- [WHAT THE EXERCISE ASKS]:
Below are some entries. Reproduce them word for word.

== TASK MATERIAL

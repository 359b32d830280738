//! Server lifecycle.
//!
//! [`build_world`] assembles a `World` with every resource, timer handler and
//! observer the lifecycle systems expect. [`Server`] owns that world together
//! with the player directory and drives it:
//!
//! 1. [`Server::startup`] restores a snapshot, sweeps abandoned player
//!    corpses and respawns whatever the world roster says is missing;
//! 2. [`Server::tick`] advances time, fires due timers and repeats the
//!    abandonment sweep on its interval;
//! 3. [`Server::shutdown`] exports a final snapshot and cancels all timers.
//!
//! The world itself comes from a JSON [`WorldFile`] of rooms, actors and
//! player accounts.

use std::fs;
use std::path::Path;

use bevy_ecs::observer::Observer;
use bevy_ecs::prelude::*;
use log::{debug, error, info};
use serde::{Deserialize, Serialize};

use crate::models::actor::Actor;
use crate::resources::corpsestore::CorpseStore;
use crate::resources::lifecycleconfig::LifecycleConfig;
use crate::resources::loot::{LootSource, TableLootGenerator};
use crate::resources::playerdirectory::{MemoryPlayerDirectory, PlayerRecord};
use crate::resources::rooms::{Room, RoomStore};
use crate::resources::timerscheduler::TimerScheduler;
use crate::resources::worldtime::WorldTime;
use crate::systems::corpse::{cleanup_abandoned_corpses, install_corpse_handlers};
use crate::systems::persistence::{
    Snapshot, SnapshotDocument, SnapshotRestoreReport, export_snapshot, restore_snapshot,
    save_snapshot_to_file,
};
use crate::systems::respawn::{check_and_respawn_missing, respawn_on_decay_observer};
use crate::systems::time::update_world_time;
use crate::systems::timers::update_timers;

/// Rooms, actors and accounts the server starts from.
#[derive(Debug, Clone, Default, PartialEq, Serialize, Deserialize)]
pub struct WorldFile {
    #[serde(default)]
    pub rooms: Vec<Room>,
    #[serde(default)]
    pub actors: Vec<Actor>,
    #[serde(default)]
    pub accounts: Vec<PlayerRecord>,
}

impl WorldFile {
    /// Split into the room store and the player directory.
    pub fn into_parts(self) -> (RoomStore, MemoryPlayerDirectory) {
        let mut rooms = RoomStore::new();
        for room in self.rooms {
            rooms.add_room(room);
        }
        for actor in self.actors {
            rooms.add_actor(actor);
        }
        let mut directory = MemoryPlayerDirectory::new();
        for record in self.accounts {
            directory.insert(record);
        }
        (rooms, directory)
    }
}

pub fn load_world_file(path: &Path) -> Result<WorldFile, String> {
    let json = fs::read_to_string(path)
        .map_err(|e| format!("Failed to read world file {}: {e}", path.display()))?;
    serde_json::from_str(&json)
        .map_err(|e| format!("Failed to parse world file {}: {e}", path.display()))
}

/// Build a world ready for the lifecycle systems, with the clock at `now`.
pub fn build_world(config: LifecycleConfig, rooms: RoomStore, now: u64) -> World {
    let mut world = World::new();
    world.insert_resource(WorldTime::at(now));
    world.insert_resource(config);
    world.insert_resource(rooms);
    world.insert_resource(TimerScheduler::new());
    world.insert_resource(CorpseStore::new());
    world.insert_resource(LootSource::new(TableLootGenerator));
    install_corpse_handlers(&mut world);
    world.spawn(Observer::new(respawn_on_decay_observer));
    // Observers must be registered before anything can trigger events.
    world.flush();
    world
}

/// What [`Server::startup`] did.
#[derive(Debug, Clone, Copy, Default, PartialEq, Eq)]
pub struct StartupReport {
    pub restored: Option<SnapshotRestoreReport>,
    pub abandoned: usize,
    pub respawned: usize,
}

pub struct Server {
    world: World,
    directory: MemoryPlayerDirectory,
    last_autosave: u64,
    last_sweep: u64,
}

impl Server {
    pub fn new(
        config: LifecycleConfig,
        rooms: RoomStore,
        directory: MemoryPlayerDirectory,
        now: u64,
    ) -> Self {
        Server {
            world: build_world(config, rooms, now),
            directory,
            last_autosave: now,
            last_sweep: now,
        }
    }

    pub fn world(&self) -> &World {
        &self.world
    }

    pub fn world_mut(&mut self) -> &mut World {
        &mut self.world
    }

    pub fn directory(&self) -> &MemoryPlayerDirectory {
        &self.directory
    }

    pub fn directory_mut(&mut self) -> &mut MemoryPlayerDirectory {
        &mut self.directory
    }

    pub fn config(&self) -> &LifecycleConfig {
        self.world.resource::<LifecycleConfig>()
    }

    pub fn now(&self) -> u64 {
        self.world.resource::<WorldTime>().now
    }

    /// Restore `snapshot` (if any), sweep abandoned corpses, then reconcile
    /// every room against its roster.
    pub fn startup(&mut self, snapshot: Option<SnapshotDocument>) -> StartupReport {
        let restored = snapshot.map(|document| restore_snapshot(&mut self.world, document));
        let abandoned = cleanup_abandoned_corpses(&mut self.world, &self.directory);
        let respawned = check_and_respawn_missing(&mut self.world);
        let now = self.now();
        self.last_sweep = now;
        self.last_autosave = now;
        let summary = self.world.resource::<CorpseStore>().summary();
        info!(
            "Server started: {} npc and {} player corpse(s) ({} looted, {} items), {} timer(s) pending, {} abandoned, {} respawned",
            summary.npc,
            summary.player,
            summary.looted,
            summary.items,
            self.world.resource::<TimerScheduler>().len(),
            abandoned,
            respawned
        );
        StartupReport {
            restored,
            abandoned,
            respawned,
        }
    }

    /// Advance time by `dt_ms` and fire due timers. Returns how many fired.
    pub fn tick(&mut self, dt_ms: u64) -> usize {
        update_world_time(&mut self.world, dt_ms);
        let fired = update_timers(&mut self.world);
        if fired > 0 {
            let timers = self.world.resource::<TimerScheduler>();
            debug!(
                "[Timers] {} fired, {} pending, next at {:?}",
                fired,
                timers.len(),
                timers.next_expiry()
            );
        }

        let now = self.now();
        let interval = self.config().abandon_sweep_interval_ms;
        if interval > 0 && now.saturating_sub(self.last_sweep) >= interval {
            cleanup_abandoned_corpses(&mut self.world, &self.directory);
            self.last_sweep = now;
        }
        fired
    }

    pub fn autosave_due(&self) -> bool {
        let interval = self.config().autosave_interval_ms;
        interval > 0 && self.now().saturating_sub(self.last_autosave) >= interval
    }

    /// Write a snapshot to the configured path.
    pub fn save(&mut self) -> Result<(), String> {
        let snapshot = export_snapshot(&self.world);
        let path = self.config().snapshot_path.clone();
        save_snapshot_to_file(&path, &snapshot)?;
        self.last_autosave = self.now();
        debug!("Snapshot written to {}", path.display());
        Ok(())
    }

    /// Export the final state and cancel every pending timer.
    pub fn shutdown(&mut self) -> Snapshot {
        let snapshot = export_snapshot(&self.world);
        let cancelled = self.world.resource_mut::<TimerScheduler>().clear_all();
        info!(
            "Server stopped: {} corpse(s) saved, {} timer(s) cancelled",
            snapshot.corpses.len(),
            cancelled
        );
        snapshot
    }

    /// [`shutdown`](Self::shutdown) and write the snapshot to disk.
    pub fn shutdown_and_save(&mut self) -> Result<Snapshot, String> {
        let snapshot = self.shutdown();
        let path = self.config().snapshot_path.clone();
        save_snapshot_to_file(&path, &snapshot).inspect_err(|e| error!("{}", e))?;
        Ok(snapshot)
    }
}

====

- [ANSWER FOR THIS EXERCISE]:
repository 359b32d830280738
//! Server lifecycle.
//!
//! [`build_world`] assembles a `World` with every resource, timer handler and
//! observer the lifecycle systems expect. [`Server`] owns that world together
//! with the player directory and drives it:
//!
//! 1. [`Server::startup`] restores a snapshot, sweeps abandoned player
//!    corpses and respawns whatever the world roster says is missing;
//! 2. [`Server::tick`] advances time, fires due timers and repeats the
//!    abandonment sweep on its interval;
//! 3. [`Server::shutdown`] exports a final snapshot and cancels all timers.
//!
//! The world itself comes from a JSON [`WorldFile`] of rooms, actors and
//! player accounts.

use std::fs;
use std::path::Path;

use bevy_ecs::observer::Observer;
use bevy_ecs::prelude::*;
use log::{debug, error, info};
use serde::{Deserialize, Serialize};

use crate::models::actor::Actor;
use crate::resources::corpsestore::CorpseStore;
use crate::resources::lifecycleconfig::LifecycleConfig;
use crate::resources::loot::{LootSource, TableLootGenerator};
use crate::resources::playerdirectory::{MemoryPlayerDirectory, PlayerRecord};
use crate::resources::rooms::{Room, RoomStore};
use crate::resources::timerscheduler::TimerScheduler;
use crate::resources::worldtime::WorldTime;
use crate::systems::corpse::{cleanup_abandoned_corpses, install_corpse_handlers};
use crate::systems::persistence::{
    Snapshot, SnapshotDocument, SnapshotRestoreReport, export_snapshot, restore_snapshot,
    save_snapshot_to_file,
};
use crate::systems::respawn::{check_and_respawn_missing, respawn_on_decay_observer};
use crate::systems::time::update_world_time;
use crate::systems::timers::update_timers;

/// Rooms, actors and accounts the server starts from.
#[derive(Debug, Clone, Default, PartialEq, Serialize, Deserialize)]
pub struct WorldFile {
    #[serde(default)]
    pub rooms: Vec<Room>,
    #[serde(default)]
    pub actors: Vec<Actor>,
    #[serde(default)]
    pub accounts: Vec<PlayerRecord>,
}

impl WorldFile {
    /// Split into the room store and the player directory.
    pub fn into_parts(self) -> (RoomStore, MemoryPlayerDirectory) {
        let mut rooms = RoomStore::new();
        for room in self.rooms {
            rooms.add_room(room);
        }
        for actor in self.actors {
            rooms.add_actor(actor);
        }
        let mut directory = MemoryPlayerDirectory::new();
        for record in self.accounts {
            directory.insert(record);
        }
        (rooms, directory)
    }
}

pub fn load_world_file(path: &Path) -> Result<WorldFile, String> {
    let json = fs::read_to_string(path)
        .map_err(|e| format!("Failed to read world file {}: {e}", path.display()))?;
    serde_json::from_str(&json)
        .map_err(|e| format!("Failed to parse world file {}: {e}", path.display()))
}

/// Build a world ready for the lifecycle systems, with the clock at `now`.
pub fn build_world(config: LifecycleConfig, rooms: RoomStore, now: u64) -> World {
    let mut world = World::new();
    world.insert_resource(WorldTime::at(now));
    world.insert_resource(config);
    world.insert_resource(rooms);
    world.insert_resource(TimerScheduler::new());
    world.insert_resource(CorpseStore::new());
    world.insert_resource(LootSource::new(TableLootGenerator));
    install_corpse_handlers(&mut world);
    world.spawn(Observer::new(respawn_on_decay_observer));
    // Observers must be registered before anything can trigger events.
    world.flush();
    world
}

/// What [`Server::startup`] did.
#[derive(Debug, Clone, Copy, Default, PartialEq, Eq)]
pub struct StartupReport {
    pub restored: Option<SnapshotRestoreReport>,
    pub abandoned: usize,
    pub respawned: usize,
}

pub struct Server {
    world: World,
    directory: MemoryPlayerDirectory,
    last_autosave: u64,
    last_sweep: u64,
}

impl Server {
    pub fn new(
        config: LifecycleConfig,
        rooms: RoomStore,
        directory: MemoryPlayerDirectory,
        now: u64,
    ) -> Self {
        Server {
            world: build_world(config, rooms, now),
            directory,
            last_autosave: now,
            last_sweep: now,
        }
    }

    pub fn world(&self) -> &World {
        &self.world
    }

    pub fn world_mut(&mut self) -> &mut World {
        &mut self.world
    }

    pub fn directory(&self) -> &MemoryPlayerDirectory {
        &self.directory
    }

    pub fn directory_mut(&mut self) -> &mut MemoryPlayerDirectory {
        &mut self.directory
    }

    pub fn config(&self) -> &LifecycleConfig {
        self.world.resource::<LifecycleConfig>()
    }

    pub fn now(&self) -> u64 {
        self.world.resource::<WorldTime>().now
    }

    /// Restore `snapshot` (if any), sweep abandoned corpses, then reconcile
    /// every room against its roster.
    pub fn startup(&mut self, snapshot: Option<SnapshotDocument>) -> StartupReport {
        let restored = snapshot.map(|document| restore_snapshot(&mut self.world, document));
        let abandoned = cleanup_abandoned_corpses(&mut self.world, &self.directory);
        let respawned = check_and_respawn_missing(&mut self.world);
        let now = self.now();
        self.last_sweep = now;
        self.last_autosave = now;
        let summary = self.world.resource::<CorpseStore>().summary();
        info!(
            "Server started: {} npc and {} player corpse(s) ({} looted, {} items), {} timer(s) pending, {} abandoned, {} respawned",
            summary.npc,
            summary.player,
            summary.looted,
            summary.items,
            self.world.resource::<TimerScheduler>().len(),
            abandoned,
            respawned
        );
        StartupReport {
            restored,
            abandoned,
            respawned,
        }
    }

    /// Advance time by `dt_ms` and fire due timers. Returns how many fired.
    pub fn tick(&mut self, dt_ms: u64) -> usize {
        update_world_time(&mut self.world, dt_ms);
        let fired = update_timers(&mut self.world);
        if fired > 0 {
            let timers = self.world.resource::<TimerScheduler>();
            debug!(
                "[Timers] {} fired, {} pending, next at {:?}",
                fired,
                timers.len(),
                timers.next_expiry()
            );
        }

        let now = self.now();
        let interval = self.config().abandon_sweep_interval_ms;
        if interval > 0 && now.saturating_sub(self.last_sweep) >= interval {
            cleanup_abandoned_corpses(&mut self.world, &self.directory);
            self.last_sweep = now;
        }
        fired
    }

    pub fn autosave_due(&self) -> bool {
        let interval = self.config().autosave_interval_ms;
        interval > 0 && self.now().saturating_sub(self.last_autosave) >= interval
    }

    /// Write a snapshot to the configured path.
    pub fn save(&mut self) -> Result<(), String> {
        let snapshot = export_snapshot(&self.world);
        let path = self.config().snapshot_path.clone();
        save_snapshot_to_file(&path, &snapshot)?;
        self.last_autosave = self.now();
        debug!("Snapshot written to {}", path.display());
        Ok(())
    }

    /// Export the final state and cancel every pending timer.
    pub fn shutdown(&mut self) -> Snapshot {
        let snapshot = export_snapshot(&self.world);
        let cancelled = self.world.resource_mut::<TimerScheduler>().clear_all();
        info!(
            "Server stopped: {} corpse(s) saved, {} timer(s) cancelled",
            snapshot.corpses.len(),
            cancelled
        );
        snapshot
    }

    /// [`shutdown`](Self::shutdown) and write the snapshot to disk.
    pub fn shutdown_and_save(&mut self) -> Result<Snapshot, String> {
        let snapshot = self.shutdown();
        let path = self.config().snapshot_path.clone();
        save_snapshot_to_file(&path, &snapshot).inspect_err(|e| error!("{}", e))?;
        Ok(snapshot)
    }
}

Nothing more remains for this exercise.